In this blog for Veterinary Nursing Awareness Month, Teri Ann Baldwin RVN discusses how compassion and empathy between colleagues within the veterinary nursing profession have always been important and key to great team dynamics, but when you’re a veterinary nurse who is part of the LGBTQIA+ community, compassion and empathy can mean so much more.

Find out more about VNAM here, and how you can get involved this year.


Being LGBTQIA+ in clinic can feel very lonely and isolating, it can be difficult to navigate when you’re not sure how your colleagues or clients will react when you’re comfortable in coming out.

Veterinary nurses are naturally empathetic and compassionate. Extending this to LGBTQIA+ people enables us to have a safe space and creates better working environments where we’re not afraid to be our true selves.

Unfortunately, with recent events rolling back EDI initiatives and the supreme courts ruling on the definition of sex, being LGBTQIA+ in clinic has become lonely again. Many members of the community choose to hide this part of them, refusing to live as they should be able to freely live, for fear of hatred, attack, further isolation.

This is where Allies and their compassion and empathy are important to us. It can be something subtle to let us know you’re a safe person to talk to such as a rainbow badge, it could be putting a poster up to sign-post to BVLGBT in the staff room.
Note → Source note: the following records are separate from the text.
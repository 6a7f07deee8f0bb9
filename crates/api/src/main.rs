use std::net::SocketAddr;
use std::sync::Arc;

use anyhow::Context;
use tracing_subscriber::{layer::SubscriberExt, util::SubscriberInitExt};

use airwatch_api::config::ServerConfig;
use airwatch_api::router::build_app_router;
use airwatch_api::state::AppState;

#[tokio::main]
async fn main() -> anyhow::Result<()> {
    dotenvy::dotenv().ok();

    tracing_subscriber::registry()
        .with(
            tracing_subscriber::EnvFilter::try_from_default_env()
                .unwrap_or_else(|_| "airwatch_api=debug,tower_http=debug".into()),
        )
        .with(tracing_subscriber::fmt::layer())
        .init();

    let config = ServerConfig::from_env();
    tracing::info!(
        host = %config.host,
        port = config.port,
        upload_dir = %config.upload_dir.display(),
        "Configuration loaded"
    );

    let database_url = std::env::var("DATABASE_URL").context("DATABASE_URL must be set")?;
    let pool = airwatch_db::create_pool(&database_url)
        .await
        .context("connecting to the database")?;
    airwatch_db::health_check(&pool)
        .await
        .context("database health check")?;
    airwatch_db::run_migrations(&pool)
        .await
        .context("running migrations")?;

    tokio::fs::create_dir_all(&config.upload_dir)
        .await
        .with_context(|| format!("creating {}", config.upload_dir.display()))?;

    let addr = SocketAddr::new(
        config.host.parse().context("HOST is not an IP address")?,
        config.port,
    );
    let app = build_app_router(
        AppState {
            pool,
            config: Arc::new(config.clone()),
        },
        &config,
    );

    let listener = tokio::net::TcpListener::bind(addr)
        .await
        .with_context(|| format!("binding {addr}"))?;
    tracing::info!(%addr, "AirWatch API listening");

    axum::serve(listener, app)
        .with_graceful_shutdown(shutdown_signal())
        .await
        .context("server error")?;

    tracing::info!("Server stopped");
    Ok(())
}

/// Resolves on Ctrl-C, or SIGTERM on unix.
async fn shutdown_signal() {
    #[cfg(unix)]
    {
        use tokio::signal::unix::{signal, SignalKind};

        match signal(SignalKind::terminate()) {
            Ok(mut sigterm) => {
                tokio::select! {
                    _ = tokio::signal::ctrl_c() => tracing::info!("SIGINT received, shutting down"),
                    _ = sigterm.recv() => tracing::info!("SIGTERM received, shutting down"),
                }
                return;
            }
            Err(e) => tracing::warn!(error = %e, "Cannot listen for SIGTERM"),
        }
    }

    if let Err(e) = tokio::signal::ctrl_c().await {
        tracing::error!(error = %e, "Cannot listen for Ctrl-C");
        std::future::pending::<()>().await;
    }
    tracing::info!("SIGINT received, shutting down");
}
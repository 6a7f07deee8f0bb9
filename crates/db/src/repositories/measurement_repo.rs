//! Repository for the `measurements` table.
//!
//! Listing, dashboard and report queries share one filter clause over
//! institution, sector and an inclusive date range.

use airwatch_core::compliance::{ComplianceStatus, MeasurementValues};
use airwatch_core::types::DbId;
use sqlx::postgres::PgArguments;
use sqlx::query::QueryAs;
use sqlx::{PgPool, Postgres};

use crate::models::measurement::{
    Measurement, MeasurementDetail, MeasurementFilter, MeasurementInput,
};

const COLUMNS: &str = "id, date, institution_id, sector_id, user_id, \
    humidity, air_speed, temperature, fungi_internal, fungi_external, ie_ratio, \
    aerodispersoids, bacteria_internal, bacteria_external, co2_internal, co2_external, \
    pm10, pm25, status, created_at, updated_at";

/// Joined column list for [`MeasurementDetail`].
const DETAIL_COLUMNS: &str = "m.id, m.date, m.institution_id, m.sector_id, m.user_id, \
    m.humidity, m.air_speed, m.temperature, m.fungi_internal, m.fungi_external, m.ie_ratio, \
    m.aerodispersoids, m.bacteria_internal, m.bacteria_external, m.co2_internal, \
    m.co2_external, m.pm10, m.pm25, m.status, m.created_at, m.updated_at, \
    i.name AS institution_name, s.name AS sector_name, u.name AS user_name";

const DETAIL_FROM: &str = "measurements m
    JOIN institutions i ON i.id = m.institution_id
    JOIN sectors s ON s.id = m.sector_id
    JOIN users u ON u.id = m.user_id";

/// Filter over `$1..$4`; bind with [`bind_filter`].
const FILTER: &str = "($1::BIGINT IS NULL OR m.institution_id = $1)
    AND ($2::BIGINT IS NULL OR m.sector_id = $2)
    AND ($3::TIMESTAMPTZ IS NULL OR m.date >= $3)
    AND ($4::TIMESTAMPTZ IS NULL OR m.date <= $4)";

type PgQueryAs<'q, O> = QueryAs<'q, Postgres, O, PgArguments>;

fn bind_filter<'q, O>(query: PgQueryAs<'q, O>, filter: &MeasurementFilter) -> PgQueryAs<'q, O> {
    query
        .bind(filter.institution_id)
        .bind(filter.sector_id)
        .bind(filter.range.from)
        .bind(filter.range.to)
}

/// Bind the thirteen readings in `COLUMNS` order.
fn bind_values<'q, O>(query: PgQueryAs<'q, O>, v: &MeasurementValues) -> PgQueryAs<'q, O> {
    query
        .bind(v.humidity)
        .bind(v.air_speed)
        .bind(v.temperature)
        .bind(v.fungi_internal)
        .bind(v.fungi_external)
        .bind(v.ie_ratio)
        .bind(v.aerodispersoids)
        .bind(v.bacteria_internal)
        .bind(v.bacteria_external)
        .bind(v.co2_internal)
        .bind(v.co2_external)
        .bind(v.pm10)
        .bind(v.pm25)
}

pub struct MeasurementRepo;

impl MeasurementRepo {
    /// Insert a measurement recorded by `user_id` with a precomputed status.
    pub async fn create(
        pool: &PgPool,
        user_id: DbId,
        input: &MeasurementInput,
        status: ComplianceStatus,
    ) -> Result<Measurement, sqlx::Error> {
        let query = format!(
            "INSERT INTO measurements (date, institution_id, sector_id, user_id,
                humidity, air_speed, temperature, fungi_internal, fungi_external, ie_ratio,
                aerodispersoids, bacteria_internal, bacteria_external, co2_internal,
                co2_external, pm10, pm25, status)
             VALUES ($1, $2, $3, $4, $5, $6, $7, $8, $9, $10, $11, $12, $13, $14, $15, $16,
                $17, $18)
             RETURNING {COLUMNS}"
        );
        let q = sqlx::query_as::<_, Measurement>(&query)
            .bind(input.date)
            .bind(input.institution_id)
            .bind(input.sector_id)
            .bind(user_id);
        bind_values(q, &input.values)
            .bind(status.as_str())
            .fetch_one(pool)
            .await
    }

    pub async fn find_by_id(pool: &PgPool, id: DbId) -> Result<Option<Measurement>, sqlx::Error> {
        let query = format!("SELECT {COLUMNS} FROM measurements WHERE id = $1");
        sqlx::query_as::<_, Measurement>(&query)
            .bind(id)
            .fetch_optional(pool)
            .await
    }

    /// Find a measurement joined with institution, sector and recorder names.
    pub async fn find_detail(
        pool: &PgPool,
        id: DbId,
    ) -> Result<Option<MeasurementDetail>, sqlx::Error> {
        let query = format!("SELECT {DETAIL_COLUMNS} FROM {DETAIL_FROM} WHERE m.id = $1");
        sqlx::query_as::<_, MeasurementDetail>(&query)
            .bind(id)
            .fetch_optional(pool)
            .await
    }

    /// One page of matching measurements, newest first.
    pub async fn list_page(
        pool: &PgPool,
        filter: &MeasurementFilter,
        limit: i64,
        offset: i64,
    ) -> Result<Vec<MeasurementDetail>, sqlx::Error> {
        let query = format!(
            "SELECT {DETAIL_COLUMNS} FROM {DETAIL_FROM}
             WHERE {FILTER}
             ORDER BY m.date DESC, m.id DESC
             LIMIT $5 OFFSET $6"
        );
        bind_filter(sqlx::query_as::<_, MeasurementDetail>(&query), filter)
            .bind(limit)
            .bind(offset)
            .fetch_all(pool)
            .await
    }

    /// Number of measurements matching `filter`.
    pub async fn count(pool: &PgPool, filter: &MeasurementFilter) -> Result<i64, sqlx::Error> {
        let query = format!("SELECT COUNT(*) FROM measurements m WHERE {FILTER}");
        let (total,): (i64,) = bind_filter(sqlx::query_as(&query), filter)
            .fetch_one(pool)
            .await?;
        Ok(total)
    }

    /// Every matching measurement, oldest first (dashboard input).
    pub async fn list_chronological(
        pool: &PgPool,
        filter: &MeasurementFilter,
    ) -> Result<Vec<Measurement>, sqlx::Error> {
        let query = format!(
            "SELECT {COLUMNS} FROM measurements m
             WHERE {FILTER}
             ORDER BY m.date ASC, m.id ASC"
        );
        bind_filter(sqlx::query_as::<_, Measurement>(&query), filter)
            .fetch_all(pool)
            .await
    }

    /// Up to `limit` matching measurements, newest first (report input).
    pub async fn list_recent(
        pool: &PgPool,
        filter: &MeasurementFilter,
        limit: i64,
    ) -> Result<Vec<MeasurementDetail>, sqlx::Error> {
        let query = format!(
            "SELECT {DETAIL_COLUMNS} FROM {DETAIL_FROM}
             WHERE {FILTER}
             ORDER BY m.date DESC, m.id DESC
             LIMIT $5"
        );
        bind_filter(sqlx::query_as::<_, MeasurementDetail>(&query), filter)
            .bind(limit)
            .fetch_all(pool)
            .await
    }

    /// Replace every value of a measurement and store the recomputed status.
    /// The recorder is left unchanged.
    ///
    /// Returns `None` if no row with the given `id` exists.
    pub async fn update(
        pool: &PgPool,
        id: DbId,
        input: &MeasurementInput,
        status: ComplianceStatus,
    ) -> Result<Option<Measurement>, sqlx::Error> {
        let query = format!(
            "UPDATE measurements SET
                date = $2, institution_id = $3, sector_id = $4,
                humidity = $5, air_speed = $6, temperature = $7,
                fungi_internal = $8, fungi_external = $9, ie_ratio = $10,
                aerodispersoids = $11, bacteria_internal = $12, bacteria_external = $13,
                co2_internal = $14, co2_external = $15, pm10 = $16, pm25 = $17,
                status = $18
             WHERE id = $1
             RETURNING {COLUMNS}"
        );
        let q = sqlx::query_as::<_, Measurement>(&query)
            .bind(id)
            .bind(input.date)
            .bind(input.institution_id)
            .bind(input.sector_id);
        bind_values(q, &input.values)
            .bind(status.as_str())
            .fetch_optional(pool)
            .await
    }

    /// Delete a measurement and its file rows in one transaction.
    ///
    /// Returns the public paths of the removed files so the caller can
    /// clean up storage, or `None` if the measurement did not exist.
    pub async fn delete_with_files(
        pool: &PgPool,
        id: DbId,
    ) -> Result<Option<Vec<String>>, sqlx::Error> {
        let mut tx = pool.begin().await?;

        let paths: Vec<String> =
            sqlx::query_scalar("DELETE FROM measurement_files WHERE measurement_id = $1 RETURNING path")
                .bind(id)
                .fetch_all(&mut *tx)
                .await?;

        let result = sqlx::query("DELETE FROM measurements WHERE id = $1")
            .bind(id)
            .execute(&mut *tx)
            .await?;

        if result.rows_affected() == 0 {
            tx.rollback().await?;
            return Ok(None);
        }

        tx.commit().await?;
        Ok(Some(paths))
    }
}
//! Institutions and sectors over HTTP.

mod common;

use axum::http::StatusCode;
use serde_json::json;
use sqlx::PgPool;

use common::{
    body_json, build_test_app, compliant_values, create_location, delete_auth, get_auth,
    login_as, measurement_body, post_json_auth, put_json_auth,
};

#[sqlx::test(migrations = "../../db/migrations")]
async fn institution_crud(pool: PgPool) {
    let token = login_as(&pool, "Ana", "analyst").await;
    let app = build_test_app(pool);

    let response = post_json_auth(
        app.clone(),
        "/api/institutions",
        json!({ "name": "  Hospital Alfa " }),
        &token,
    )
    .await;
    assert_eq!(response.status(), StatusCode::CREATED);
    let created = body_json(response).await;
    assert_eq!(created["name"], "Hospital Alfa");
    let id = created["id"].as_i64().unwrap();

    let response = put_json_auth(
        app.clone(),
        &format!("/api/institutions/{id}"),
        json!({ "name": "Hospital Alfa II" }),
        &token,
    )
    .await;
    assert_eq!(response.status(), StatusCode::OK);

    let response = get_auth(app.clone(), &format!("/api/institutions/{id}"), &token).await;
    assert_eq!(body_json(response).await["name"], "Hospital Alfa II");

    let response = get_auth(app.clone(), "/api/institutions", &token).await;
    let json = body_json(response).await;
    assert_eq!(json["items"].as_array().unwrap().len(), 1);

    let response = delete_auth(app.clone(), &format!("/api/institutions/{id}"), &token).await;
    assert_eq!(response.status(), StatusCode::NO_CONTENT);

    let response = get_auth(app, &format!("/api/institutions/{id}"), &token).await;
    assert_eq!(response.status(), StatusCode::NOT_FOUND);
    let json = body_json(response).await;
    assert_eq!(json["code"], "NOT_FOUND");
    assert!(json["error"].as_str().unwrap().contains("Institution"));
}

#[sqlx::test(migrations = "../../db/migrations")]
async fn blank_and_duplicate_institution_names_are_rejected(pool: PgPool) {
    let token = login_as(&pool, "Ana", "analyst").await;
    let app = build_test_app(pool);

    let response =
        post_json_auth(app.clone(), "/api/institutions", json!({ "name": "  " }), &token).await;
    assert_eq!(response.status(), StatusCode::BAD_REQUEST);

    let body = json!({ "name": "Universidade Beta" });
    let first = post_json_auth(app.clone(), "/api/institutions", body.clone(), &token).await;
    assert_eq!(first.status(), StatusCode::CREATED);
    let second = post_json_auth(app, "/api/institutions", body, &token).await;
    assert_eq!(second.status(), StatusCode::CONFLICT);
}

#[sqlx::test(migrations = "../../db/migrations")]
async fn sectors_filter_by_institution(pool: PgPool) {
    let token = login_as(&pool, "Ana", "analyst").await;
    let app = build_test_app(pool);

    let (alfa, _) = create_location(&app, &token, "Hospital Alfa", "UTI Adulto").await;
    let (beta, _) = create_location(&app, &token, "Universidade Beta", "Biblioteca").await;
    let response = post_json_auth(
        app.clone(),
        "/api/sectors",
        json!({ "name": "Laboratório", "institution_id": alfa }),
        &token,
    )
    .await;
    assert_eq!(response.status(), StatusCode::CREATED);

    let response = get_auth(
        app.clone(),
        &format!("/api/sectors?institution_id={alfa}"),
        &token,
    )
    .await;
    let items = body_json(response).await["items"].as_array().unwrap().clone();
    assert_eq!(items.len(), 2);
    assert!(items.iter().all(|s| s["institution_id"] == alfa));

    let response = get_auth(app.clone(), "/api/sectors", &token).await;
    assert_eq!(body_json(response).await["items"].as_array().unwrap().len(), 3);

    let response = get_auth(app, &format!("/api/sectors?institution_id={beta}"), &token).await;
    assert_eq!(body_json(response).await["items"].as_array().unwrap().len(), 1);
}

#[sqlx::test(migrations = "../../db/migrations")]
async fn sector_for_unknown_institution_is_404(pool: PgPool) {
    let token = login_as(&pool, "Ana", "analyst").await;
    let app = build_test_app(pool);

    let response = post_json_auth(
        app,
        "/api/sectors",
        json!({ "name": "Recepção", "institution_id": 9999 }),
        &token,
    )
    .await;
    assert_eq!(response.status(), StatusCode::NOT_FOUND);
}

/// Institutions and sectors still referenced by measurements cannot be
/// removed.
#[sqlx::test(migrations = "../../db/migrations")]
async fn referenced_location_delete_is_conflict(pool: PgPool) {
    let token = login_as(&pool, "Ana", "analyst").await;
    let app = build_test_app(pool);

    let (institution_id, sector_id) =
        create_location(&app, &token, "Hospital Alfa", "UTI Adulto").await;
    let body = measurement_body(
        institution_id,
        sector_id,
        "2025-03-09T10:00:00Z",
        compliant_values(),
    );
    let response = post_json_auth(app.clone(), "/api/measurements", body, &token).await;
    assert_eq!(response.status(), StatusCode::CREATED);

    let response = delete_auth(app.clone(), &format!("/api/sectors/{sector_id}"), &token).await;
    assert_eq!(response.status(), StatusCode::CONFLICT);

    let response =
        delete_auth(app, &format!("/api/institutions/{institution_id}"), &token).await;
    assert_eq!(response.status(), StatusCode::CONFLICT);
}

/// Moving a sector to another institution moves its measurements with it.
#[sqlx::test(migrations = "../../db/migrations")]
async fn moving_sector_carries_its_measurements(pool: PgPool) {
    let token = login_as(&pool, "Ana", "analyst").await;
    let app = build_test_app(pool);

    let (alfa, sector_id) = create_location(&app, &token, "Hospital Alfa", "UTI Adulto").await;
    let (beta, _) = create_location(&app, &token, "Universidade Beta", "Biblioteca").await;

    let body = measurement_body(alfa, sector_id, "2025-03-09T10:00:00Z", compliant_values());
    let response = post_json_auth(app.clone(), "/api/measurements", body, &token).await;
    let measurement_id = body_json(response).await["id"].as_i64().unwrap();

    let response = put_json_auth(
        app.clone(),
        &format!("/api/sectors/{sector_id}"),
        json!({ "institution_id": beta }),
        &token,
    )
    .await;
    assert_eq!(response.status(), StatusCode::OK);
    assert_eq!(body_json(response).await["institution_id"], beta);

    let uri = format!("/api/measurements/{measurement_id}");
    let json = body_json(get_auth(app.clone(), &uri, &token).await).await;
    assert_eq!(json["institution_id"], beta);
    assert_eq!(json["institution_name"], "Universidade Beta");

    // Re-saving the row against its sector's new institution still validates.
    let body = measurement_body(beta, sector_id, "2025-03-09T10:00:00Z", compliant_values());
    let response = put_json_auth(app.clone(), &uri, body, &token).await;
    assert_eq!(response.status(), StatusCode::OK);

    let uri = format!("/api/measurements?institution_id={alfa}");
    assert_eq!(body_json(get_auth(app.clone(), &uri, &token).await).await["total"], 0);
    let uri = format!("/api/measurements?institution_id={beta}");
    assert_eq!(body_json(get_auth(app, &uri, &token).await).await["total"], 1);
}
These displays show we’re not alone and that we have at least one safe person.

It also means standing up when you hear micro-aggressions; when you hear acts of hate speech, homophobia, transphobia etc.

Showing up is the best way of showing empathy and compassion for us in a world which is trying to erase us again.

I’ve been really lucky to have colleagues who wore Pride flag badges during Pride month (and beyond), who I heard telling people they can’t use the language they’re using. But I’ve also been on the other end where I’ve been told my pronouns and sexuality won’t be tolerated because ‘they’re not believed in.’

We just ask for compassion and empathy in a world which is not made for us to walk in freely. So that one day soon, we can all walk freely in it together.